■ Records
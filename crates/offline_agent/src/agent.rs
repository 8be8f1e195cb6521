//! Background agent facade driven by the host's lifecycle, fetch, and message events.

use std::cell::RefCell;

use leptos::logging;
use platform_host::{AgentHostServices, ClientId, FetchRequest, FetchResponse};
use serde_json::Value;
use share_contract::{classify_share_request, parse_request_url, RelayMessage, SharePayload};

use crate::{
    reduce_lifecycle, AgentConfig, AgentError, CacheFirstPolicy, ClientDeliveryRouter,
    InterceptedResponse, LifecycleAction, LifecycleError, LifecycleState, ReadySignals,
    WorkerPhase,
};

/// How an intercepted request is handled.
#[derive(Debug, Clone, PartialEq, Eq)]
pub enum FetchRoute {
    /// Let the platform handle the request.
    Bypass,
    /// Share-target request carrying `SharePayload`.
    Share(SharePayload),
    /// Serve from the cache, falling back to the network.
    CacheFirst,
}

/// Result of a successful install.
#[derive(Debug, Clone, PartialEq, Eq)]
pub struct InstallReport {
    /// Generation that was populated.
    pub generation: String,
    /// Number of manifest assets stored.
    pub cached_assets: usize,
}

/// Result of a completed activation.
#[derive(Debug, Clone, PartialEq, Eq)]
pub struct ActivationReport {
    /// Generation now in service.
    pub generation: String,
    /// Stale generations removed during activation.
    pub deleted_generations: Vec<String>,
}

/// Offline-first agent with share-target relaying.
pub struct OfflineAgent {
    config: AgentConfig,
    lifecycle: RefCell<LifecycleState>,
    services: AgentHostServices,
    policy: CacheFirstPolicy,
    router: ClientDeliveryRouter,
    ready: ReadySignals,
}

impl OfflineAgent {
    /// Creates an agent that has not been installed yet.
    pub fn new(config: AgentConfig, services: AgentHostServices) -> Self {
        Self::resume(config, services, WorkerPhase::Uninstalled)
    }

    /// Creates an agent in `phase`, as observed from the platform at startup.
    pub fn resume(config: AgentConfig, services: AgentHostServices, phase: WorkerPhase) -> Self {
        let ready = ReadySignals::default();
        let policy = CacheFirstPolicy::new(&services, config.generation_id.clone());
        let router = ClientDeliveryRouter::new(
            services.clients.clone(),
            services.timer.clone(),
            ready.clone(),
            config.share_entry_url.clone(),
            config.delivery,
        );
        Self {
            config,
            lifecycle: RefCell::new(LifecycleState::resumed(phase)),
            services,
            policy,
            router,
            ready,
        }
    }

    /// Active configuration.
    pub fn config(&self) -> &AgentConfig {
        &self.config
    }

    /// Current lifecycle phase.
    pub fn phase(&self) -> WorkerPhase {
        self.lifecycle.borrow().phase
    }

    fn dispatch(&self, action: LifecycleAction) -> Result<(), LifecycleError> {
        reduce_lifecycle(&mut self.lifecycle.borrow_mut(), action)
    }

    /// Precaches the manifest into this build's generation, then asks to skip waiting.
    ///
    /// # Errors
    ///
    /// Returns an error when the install event arrives out of order or any manifest asset
    /// cannot be cached. A failed install returns the agent to
    /// [`WorkerPhase::Uninstalled`] so the platform can retry.
    pub async fn install(&self) -> Result<InstallReport, AgentError> {
        self.dispatch(LifecycleAction::BeginInstall)?;
        let cached_assets = match self.policy.precache(&self.config.precache_manifest).await {
            Ok(cached) => cached,
            Err(err) => {
                logging::warn!("install of {} failed: {err}", self.config.generation_id);
                self.dispatch(LifecycleAction::InstallFailed)?;
                return Err(err);
            }
        };
        if let Err(err) = self.services.control.skip_waiting().await {
            logging::warn!("skip waiting failed: {err}");
        }
        self.dispatch(LifecycleAction::InstallSucceeded)?;
        logging::log!(
            "installed {} with {cached_assets} precached assets",
            self.config.generation_id
        );
        Ok(InstallReport {
            generation: self.config.generation_id.clone(),
            cached_assets,
        })
    }

    /// Deletes stale cache generations and claims open windows.
    ///
    /// # Errors
    ///
    /// Returns an error when the activate event arrives before a successful install.
    pub async fn activate(&self) -> Result<ActivationReport, AgentError> {
        self.dispatch(LifecycleAction::BeginActivate)?;
        let deleted_generations = self.policy.retain_current_generation().await;
        if let Err(err) = self.services.control.claim_clients().await {
            logging::warn!("claiming clients failed: {err}");
        }
        self.dispatch(LifecycleAction::ActivationCompleted)?;
        logging::log!("activated {}", self.config.generation_id);
        Ok(ActivationReport {
            generation: self.config.generation_id.clone(),
            deleted_generations,
        })
    }

    /// Decides how `request` is handled. Nothing is intercepted before activation.
    ///
    /// The navigation of a window opened to receive a share carries the share marker but
    /// no payload; it is served like any other page.
    pub fn route_fetch(&self, request: &FetchRequest) -> FetchRoute {
        if !self.phase().serves_fetches() {
            return FetchRoute::Bypass;
        }
        if self.is_entry_navigation(&request.url) {
            return FetchRoute::CacheFirst;
        }
        match classify_share_request(&request.url) {
            Some(payload) => FetchRoute::Share(payload),
            None => FetchRoute::CacheFirst,
        }
    }

    fn is_entry_navigation(&self, raw_url: &str) -> bool {
        match (
            parse_request_url(raw_url),
            parse_request_url(&self.config.share_entry_url),
        ) {
            (Some(requested), Some(entry)) => {
                requested.path() == entry.path() && requested.query() == entry.query()
            }
            _ => false,
        }
    }

    /// Answers a non-share request cache-first.
    ///
    /// # Errors
    ///
    /// Returns [`AgentError::Network`] when the request misses the cache and the network
    /// fails.
    pub async fn respond_cache_first(
        &self,
        request: &FetchRequest,
    ) -> Result<InterceptedResponse, AgentError> {
        self.policy.respond(request).await
    }

    /// Relays `payload` to a window and answers with the share-success redirect.
    ///
    /// Delivery problems never change the answer.
    pub async fn respond_share(&self, payload: SharePayload) -> InterceptedResponse {
        let routed = self.router.route(payload).await;
        logging::log!("share routed: {:?}", routed.route);
        InterceptedResponse {
            response: FetchResponse::redirect(&self.config.share_success_url),
            deferred: routed.deferred,
        }
    }

    /// Routes and answers `request`. `None` means the platform should handle it.
    pub async fn handle_fetch(
        &self,
        request: &FetchRequest,
    ) -> Option<Result<InterceptedResponse, AgentError>> {
        match self.route_fetch(request) {
            FetchRoute::Bypass => None,
            FetchRoute::Share(payload) => Some(Ok(self.respond_share(payload).await)),
            FetchRoute::CacheFirst => Some(self.respond_cache_first(request).await),
        }
    }

    /// Handles a message posted by a foreground window. Returns whether it was recognized.
    pub fn handle_client_message(&self, source: &ClientId, message: &Value) -> bool {
        match RelayMessage::from_value(message) {
            Some(RelayMessage::ClientReady) => {
                self.ready.notify_ready(source);
                true
            }
            _ => false,
        }
    }
}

■ To do
Set every line down again exactly. Begin with the first line of the entries and finish with the line containing "removed during activation.".

■ Answer to this exercise
filename crates/offline_agent/src/agent.rs
repository 8be8f1e195cb6521
//! Background agent facade driven by the host's lifecycle, fetch, and message events.

use std::cell::RefCell;

use leptos::logging;
use platform_host::{AgentHostServices, ClientId, FetchRequest, FetchResponse};
use serde_json::Value;
use share_contract::{classify_share_request, parse_request_url, RelayMessage, SharePayload};

use crate::{
    reduce_lifecycle, AgentConfig, AgentError, CacheFirstPolicy, ClientDeliveryRouter,
    InterceptedResponse, LifecycleAction, LifecycleError, LifecycleState, ReadySignals,
    WorkerPhase,
};

/// How an intercepted request is handled.
#[derive(Debug, Clone, PartialEq, Eq)]
pub enum FetchRoute {
    /// Let the platform handle the request.
    Bypass,
    /// Share-target request carrying `SharePayload`.
    Share(SharePayload),
    /// Serve from the cache, falling back to the network.
    CacheFirst,
}

/// Result of a successful install.
#[derive(Debug, Clone, PartialEq, Eq)]
pub struct InstallReport {
    /// Generation that was populated.
    pub generation: String,
    /// Number of manifest assets stored.
    pub cached_assets: usize,
}

/// Result of a completed activation.
#[derive(Debug, Clone, PartialEq, Eq)]
pub struct ActivationReport {
    /// Generation now in service.
    pub generation: String,
    /// Stale generations removed during activation.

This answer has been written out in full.